Stachurski! da da da... ditch Z-Detusche:
na minute, na chwile! na jedno
i drugie dingo dingo!

Lord of the Mushroom!
and mushy peas... and... dhal...
Lord... Bel
              פִּטרִיָה               (Be-EL)

i'm shocked that the gnostics didn't...
to be honest? what was missing in Hinduism?!
what was missing in Hinduism?!
AH HA HA HA HA HA HA HA HA HA HA
AH HA HA HA HA HA HA HA HA HA HA
AH HA HA HA HA HA HA HA HA HA HA
AH HA HA HA HA HA HA HA HA HA HA
AH HA HA HA HA HA HA HA HA HA HA
AH HA HA HA HA HA HA HA HA HA HA
AH HA HA HA HA HA HA HA HA HA HA
AH HA HA HA HA HA HA HA HA HA HA
AH HA HA HA HA HA HA HA HA HA HA!

oh yeah... that's a Satanic laugh that is...
a laugh that makes the existence of soul viable...
it is a glowing...
when one internalizes laughter with eureka
and mixes it up with stage-fright and a "hate"
for the sound of one's voice...
but then from time to time...
one is caught singing while doing chores and finds
one's voice appealing to be given song
rather than words to speak or write...

but not even in Egyptian mythology...
it was coming! it was ******* coming home!
the botanical godhead...
in the pantheon was missing!
was missing in the pantheon!
the

פ
P / PH / F (greek sidelined, referee: TH)eta
ט
T
ר
R(esh)
י
    YOD: first son of Yiddish: YON... by a boy named
YON...                  a

      e                                               i
                            Λ
                            Y                                  (LY)HH
    
                  o                       y

ה
hello friend: vowel catcher and laughter generator ...
ה not Π... that one connecting letter: ח

hmm: older than capitalism and communism,
but to simply the problem up:
capitalism is the lion
and everything English...
capitalism is the bear
and everything Russian...
vice versa for communism...
the English bred their mythos on the superiority
of a lion and... a unicorn... more a Celtic, Scottish... thing...
the Russians on... a union with the bear...
the bear and the two headed eagle: ergo:
another unicorn...
like the Srbs... serbs... two headed eagle?
the Soviet downfall with the two-headed eagles
of Chernobyl?
       ******: moi... i seriously sometimes forget
my own ethnicity i'm so caught up in English
metropolitan... cosmopolitanism...
      the Global City-Free-States... CITIES AS STATES...
very imaginable...

not City-States... rather... on the global connectivity
project?
what Dinosaur what meteor?
what super-volcano what Yellowstone
what man?
  it's a bit like Pompeii...
give the worlds greatest party and then the volcano
explodes...
better than a meteor: a volcano killed us...
Yella Big Yella...
            the greatest, supposedly no OB-EASE:
into obese...
          ah ah... tongue out... speak! the prolonged A
of neither ah not āh...
                      -
                        2

                                      ****... that's chemistry's notations...
                     2
                  -                                 (huh?!)

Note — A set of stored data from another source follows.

//! Executor: runs stack operations.
//!
//! up / preview: [refresh] → stack select → config layers → context → fixture → state → events
//! refresh:      state → checksum verify → provider read → state
//! destroy:      state → provider delete (reverse order) → empty state
//! output:       state → outputs

use super::config::ConfigStore;
use super::context::{Context, RunRecord};
use super::state;
use super::types::*;
use crate::error::{Result, StackError};
use crate::fixtures::{self, Fixture};
use crate::provenance::eventlog;
use crate::resources::Provider;
use indexmap::IndexMap;
use std::path::Path;
use std::time::Instant;

/// Inputs shared by every stack operation.
pub struct RunOptions<'a> {
    pub settings: &'a StackSettings,
    pub state_dir: &'a Path,
    pub provider: &'a dyn Provider,
    /// Fixture overriding `settings.program`
    pub fixture: Option<&'a str>,
    /// Highest-precedence config layer
    pub config_map: Option<&'a IndexMap<String, ConfigValue>>,
    /// Overlay `STACKRUN_CONFIG` from the environment
    pub use_env_config: bool,
    /// Refresh recorded state before `up` / `preview`
    pub refresh: bool,
    /// Create the stack when it does not exist yet
    pub upsert: bool,
    /// Let refresh re-save a state whose checksum does not match
    pub force: bool,
}

/// Writes provenance events when the policy asks for them. Log failures are
/// reported but never fail the run.
struct EventSink<'a> {
    state_dir: &'a Path,
    stack: &'a str,
    enabled: bool,
}

impl<'a> EventSink<'a> {
    fn new(opts: &'a RunOptions<'a>) -> Self {
        Self {
            state_dir: opts.state_dir,
            stack: &opts.settings.stack,
            enabled: opts.settings.policy.event_log,
        }
    }

    fn emit(&self, event: ProvenanceEvent) {
        if !self.enabled {
            return;
        }
        if let Err(e) = eventlog::append_event(self.state_dir, self.stack, event) {
            tracing::warn!(stack = self.stack, error = %e, "cannot append provenance event");
        }
    }

    fn emit_all(&self, events: Vec<ProvenanceEvent>) {
        for event in events {
            self.emit(event);
        }
    }
}

/// Dispatch one command. With `opts.refresh`, `up` and `preview` first
/// refresh any recorded state and their report starts with its lines.
pub fn execute(command: Command, opts: &RunOptions, remove: bool) -> Result<RunResult> {
    let refreshed = match command {
        Command::Up | Command::Preview if opts.refresh => refresh_before(opts)?,
        _ => Vec::new(),
    };
    let mut result = match command {
        Command::Up => up(opts),
        Command::Preview => preview(opts),
        Command::Refresh => refresh(opts),
        Command::Destroy => destroy(opts, remove),
        Command::Output => output(opts),
    }?;
    if !refreshed.is_empty() {
        let mut report = refreshed;
        report.append(&mut result.report);
        result.report = report;
    }
    Ok(result)
}

/// Refresh ahead of another command. A stack without state has nothing to
/// refresh. Only the per-resource lines are kept.
fn refresh_before(opts: &RunOptions) -> Result<Vec<String>> {
    if state::load_state(opts.state_dir, &opts.settings.stack)?.is_none() {
        tracing::debug!(stack = %opts.settings.stack, "no state to refresh");
        return Ok(Vec::new());
    }
    let result = refresh(opts)?;
    Ok(result
        .report
        .into_iter()
        .take_while(|line| !line.is_empty())
        .collect())
}

/// Select the stack, creating it only when `upsert` is set.
pub fn select_stack(opts: &RunOptions) -> Result<()> {
    let stack = &opts.settings.stack;
    if state::stack_exists(opts.state_dir, stack)? {
        return Ok(());
    }
    if !opts.upsert {
        return Err(StackError::StackNotFound(stack.clone()));
    }
    let dir = state::create_stack(opts.state_dir, stack)?;
    tracing::info!(%stack, dir = %dir.display(), "stack created");
    Ok(())
}

/// Pick the fixture: explicit override first, then the settings `program`.
pub fn resolve_fixture(settings: &StackSettings, name: Option<&str>) -> Result<&'static Fixture> {
    let name = name.or(settings.program.as_deref()).ok_or_else(|| {
        StackError::Validation(
            "no program to run: pass --fixture or set `program` in the settings file".to_string(),
        )
    })?;
    fixtures::find(name).ok_or_else(|| StackError::UnknownFixture(name.to_string()))
}

/// Layer configuration: settings, then environment, then the config map.
pub fn build_config(opts: &RunOptions) -> Result<ConfigStore> {
    let mut store = ConfigStore::from_settings(opts.settings);
    if opts.use_env_config {
        store.overlay_env()?;
    }
    if let Some(map) = opts.config_map {
        store.set_all(map);
    }
    Ok(store)
}

/// Run the fixture and persist what it created.
pub fn up(opts: &RunOptions) -> Result<RunResult> {
    run_program(opts, Command::Up)
}

/// Run the fixture against a dry-run context; nothing is created or saved.
pub fn preview(opts: &RunOptions) -> Result<RunResult> {
    run_program(opts, Command::Preview)
}

fn run_program(opts: &RunOptions, command: Command) -> Result<RunResult> {
    let start = Instant::now();
    let settings = opts.settings;
    let dry_run = command == Command::Preview;
    let fixture = resolve_fixture(settings, opts.fixture)?;
    select_stack(opts)?;
    let config = build_config(opts)?;
    let secrets: Vec<String> = config.secret_values().into_iter().map(String::from).collect();

    let run_id = eventlog::generate_run_id();
    let sink = EventSink::new(opts);
    sink.emit(ProvenanceEvent::RunStarted {
        stack: settings.stack.clone(),
        run_id: run_id.clone(),
        command,
        stackrun_version: env!("CARGO_PKG_VERSION").to_string(),
    });
    tracing::info!(
        project = %settings.project,
        stack = %settings.stack,
        fixture = fixture.name,
        provider = opts.provider.name(),
        %command,
        "running fixture"
    );

    let mut ctx = Context::new(
        &settings.project,
        &settings.stack,
        config,
        opts.provider,
        dry_run,
    );
    let outcome = (fixture.program)(&mut ctx);
    let record = ctx.finish();
    sink.emit_all(record.events.clone());

    if let Err(e) = outcome {
        sink.emit(ProvenanceEvent::RunFailed {
            stack: settings.stack.clone(),
            run_id,
            error: e.to_string(),
        });
        return Err(e);
    }

    if !dry_run && settings.policy.state_file {
        let mut st = state::new_state(&settings.project, &settings.stack);
        st.last_run = Some(run_id.clone());
        st.resources = record.resources.clone();
        st.outputs = record.outputs.clone();
        state::save_state(opts.state_dir, &mut st)?;
    }

    let mut report = record.report.clone();
    report.extend(outputs_report(&record.outputs));
    let report = mask_secrets(report, &secrets);

    finish(opts, &sink, command, run_id, &record, report, start)
}

/// Re-read every recorded resource through the provider and re-save. A
/// state whose checksum does not match its content is only re-saved with
/// `opts.force`; otherwise the refresh fails before reading anything.
pub fn refresh(opts: &RunOptions) -> Result<RunResult> {
    let start = Instant::now();
    let settings = opts.settings;
    let mut st = state::require_state(opts.state_dir, &settings.stack)?;
    let run_id = eventlog::generate_run_id();
    let sink = EventSink::new(opts);
    sink.emit(ProvenanceEvent::RunStarted {
        stack: settings.stack.clone(),
        run_id: run_id.clone(),
        command: Command::Refresh,
        stackrun_version: env!("CARGO_PKG_VERSION").to_string(),
    });

    let mut report = Vec::new();
    if let Some(actual) = state::verify_checksum(&st) {
        tracing::warn!(stack = %settings.stack, "state checksum mismatch");
        report.push(format!(
            "! state checksum mismatch: recorded {}, actual {}",
            st.checksum, actual
        ));
        sink.emit(ProvenanceEvent::StateTampered {
            stack: settings.stack.clone(),
            expected_checksum: st.checksum.clone(),
            actual_checksum: actual.clone(),
        });
        if !opts.force {
            let err = StackError::StateTampered {
                stack: settings.stack.clone(),
                recorded: st.checksum.clone(),
                actual,
            };
            sink.emit(ProvenanceEvent::RunFailed {
                stack: settings.stack.clone(),
                run_id,
                error: err.to_string(),
            });
            return Err(err);
        }
        report.push("! tampered state accepted (--force)".to_string());
    }

    for resource in st.resources.values_mut() {
        match opts.provider.read(resource) {
            Ok(read) => {
                resource.id = read.id;
                resource.outputs = read.outputs;
                sink.emit(ProvenanceEvent::ResourceRefreshed {
                    stack: settings.stack.clone(),
                    urn: resource.urn.clone(),
                });
                report.push(format!(
                    "~ {} {} refreshed",
                    resource.resource_type, resource.name
                ));
            }
            Err(message) => {
                return Err(fail_resource(&sink, &settings.stack, &run_id, &resource.urn, message));
            }
        }
    }

    st.last_run = Some(run_id.clone());
    st.updated_at = eventlog::now_iso8601();
    if settings.policy.state_file {
        state::save_state(opts.state_dir, &mut st)?;
    }

    report.extend(outputs_report(&st.outputs));
    let record = RunRecord {
        resources: st.resources,
        outputs: st.outputs,
        ..RunRecord::default()
    };
    finish(opts, &sink, Command::Refresh, run_id, &record, report, start)
}

/// Delete recorded resources in reverse registration order and clear the
/// stack. With `remove`, the stack's state directory goes too.
pub fn destroy(opts: &RunOptions, remove: bool) -> Result<RunResult> {
    let start = Instant::now();
    let settings = opts.settings;
    let run_id = eventlog::generate_run_id();
    let sink = EventSink::new(opts);
    sink.emit(ProvenanceEvent::RunStarted {
        stack: settings.stack.clone(),
        run_id: run_id.clone(),
        command: Command::Destroy,
        stackrun_version: env!("CARGO_PKG_VERSION").to_string(),
    });

    let mut report = Vec::new();
    let mut deleted = IndexMap::new();
    if let Some(mut st) = state::load_state(opts.state_dir, &settings.stack)? {
        for (urn, resource) in st.resources.iter().rev() {
            if let Err(message) = opts.provider.delete(resource) {
                return Err(fail_resource(&sink, &settings.stack, &run_id, urn, message));
            }
            sink.emit(ProvenanceEvent::ResourceDeleted {
                stack: settings.stack.clone(),
                urn: urn.clone(),
            });
            report.push(format!(
                "- {} {} deleted",
                resource.resource_type, resource.name
            ));
            deleted.insert(urn.clone(), resource.clone());
        }
        st.resources.clear();
        st.outputs.clear();
        st.last_run = Some(run_id.clone());
        st.updated_at = eventlog::now_iso8601();
        if settings.policy.state_file && !remove {
            state::save_state(opts.state_dir, &mut st)?;
        }
    } else {
        report.push("no resources to destroy".to_string());
    }

    let record = RunRecord {
        resources: deleted,
        ..RunRecord::default()
    };
    let result = finish(opts, &sink, Command::Destroy, run_id, &record, report, start)?;

    if remove && state::remove_stack(opts.state_dir, &settings.stack)? {
        tracing::info!(stack = %settings.stack, "stack removed");
    }
    Ok(result)
}

/// Read the stack's exported outputs.
pub fn output(opts: &RunOptions) -> Result<RunResult> {
    let start = Instant::now();
    let settings = opts.settings;
    let st = state::require_state(opts.state_dir, &settings.stack)?;
    Ok(RunResult {
        project: st.project,
        stack: st.stack,
        command: Command::Output,
        run_id: st.last_run.unwrap_or_default(),
        resources: st.resources.into_values().collect(),
        report: outputs_report(&st.outputs),
        outputs: st.outputs,
        total_duration: start.elapsed(),
    })
}

fn fail_resource(
    sink: &EventSink,
    stack: &str,
    run_id: &str,
    urn: &str,
    message: String,
) -> StackError {
    sink.emit(ProvenanceEvent::ResourceFailed {
        stack: stack.to_string(),
        urn: urn.to_string(),
        error: message.clone(),
    });
    let err = StackError::Provisioning {
        urn: urn.to_string(),
        message,
    };
    sink.emit(ProvenanceEvent::RunFailed {
        stack: stack.to_string(),
        run_id: run_id.to_string(),
        error: err.to_string(),
    });
    err
}

fn finish(
    opts: &RunOptions,
    sink: &EventSink,
    command: Command,
    run_id: String,
    record: &RunRecord,
    report: Vec<String>,
    start: Instant,
) -> Result<RunResult> {
    let total = start.elapsed();
    sink.emit(ProvenanceEvent::RunCompleted {
        stack: opts.settings.stack.clone(),
        run_id: run_id.clone(),
        command,
        resources: record.resources.len() as u32,
        outputs: record.outputs.len() as u32,
        total_seconds: total.as_secs_f64(),
    });
    Ok(RunResult {
        project: opts.settings.project.clone(),
        stack: opts.settings.stack.clone(),
        command,
        run_id,
        resources: record.resources.values().cloned().collect(),
        outputs: record.outputs.clone(),
        report,
        total_duration: total,
    })
}

/// `Outputs:` block for the run report; secrets masked.
pub fn outputs_report(outputs: &IndexMap<String, OutputValue>) -> Vec<String> {
    if outputs.is_empty() {
        return Vec::new();
    }
    let mut lines = vec![String::new(), "Outputs:".to_string()];
    for (key, value) in outputs {
        lines.push(format!("    {}: {}", key, value.render(false)));
    }
    lines
}

/// Replace secret config values with `[secret]`. Only whole values are
/// masked: an occurrence touching an alphanumeric character on either side
/// is part of a longer word and stays as is.
pub fn mask_secrets(lines: Vec<String>, secrets: &[String]) -> Vec<String> {
    if secrets.is_empty() {
        return lines;
    }
    lines
        .into_iter()
        .map(|line| {
            secrets
                .iter()
                .filter(|s| !s.is_empty())
                .fold(line, |acc, s| mask_value(&acc, s))
        })
        .collect()
}

fn mask_value(line: &str, secret: &str) -> String {
    let mut masked = String::with_capacity(line.len());
    let mut last = 0;
    for (start, _) in line.match_indices(secret) {
        let end = start + secret.len();
        let before = line[..start].chars().next_back();
        let after = line[end..].chars().next();
        if before.is_some_and(char::is_alphanumeric) || after.is_some_and(char::is_alphanumeric) {
            continue;
        }
        masked.push_str(&line[last..start]);
        masked.push_str("[secret]");
        last = end;
    }
    masked.push_str(&line[last..]);
    masked
}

the macron over the A... for AAH...
i.e. not an:                                                      ah!

                        á!
                                               A
    
                                   H                        H

           á                                   'ey?!
                                ha ha: key?    hey?!

the burial ground of...
    hmm...
               BEE-EL...
      
PHTRYH: the godhead is that of a mushroom...
people partied to the music of: infected mushroom...
a god is making himself known...
like the false god of H. P. Lovecraft
horror-imago: Nyarlathotep...

precisely! what vowels!
PH or P or F?
   two H's emerged... a good sign that it's PH
for aesthetic reasons...
scribbling this down...
i feel like i'm actually left-handed...
a diametrical opposition to the stasis-enforced
gravity of nothing falling: everything sitting...

ph(aeiou)t(aioue)r(aouei)y(aueio)h(aeiou)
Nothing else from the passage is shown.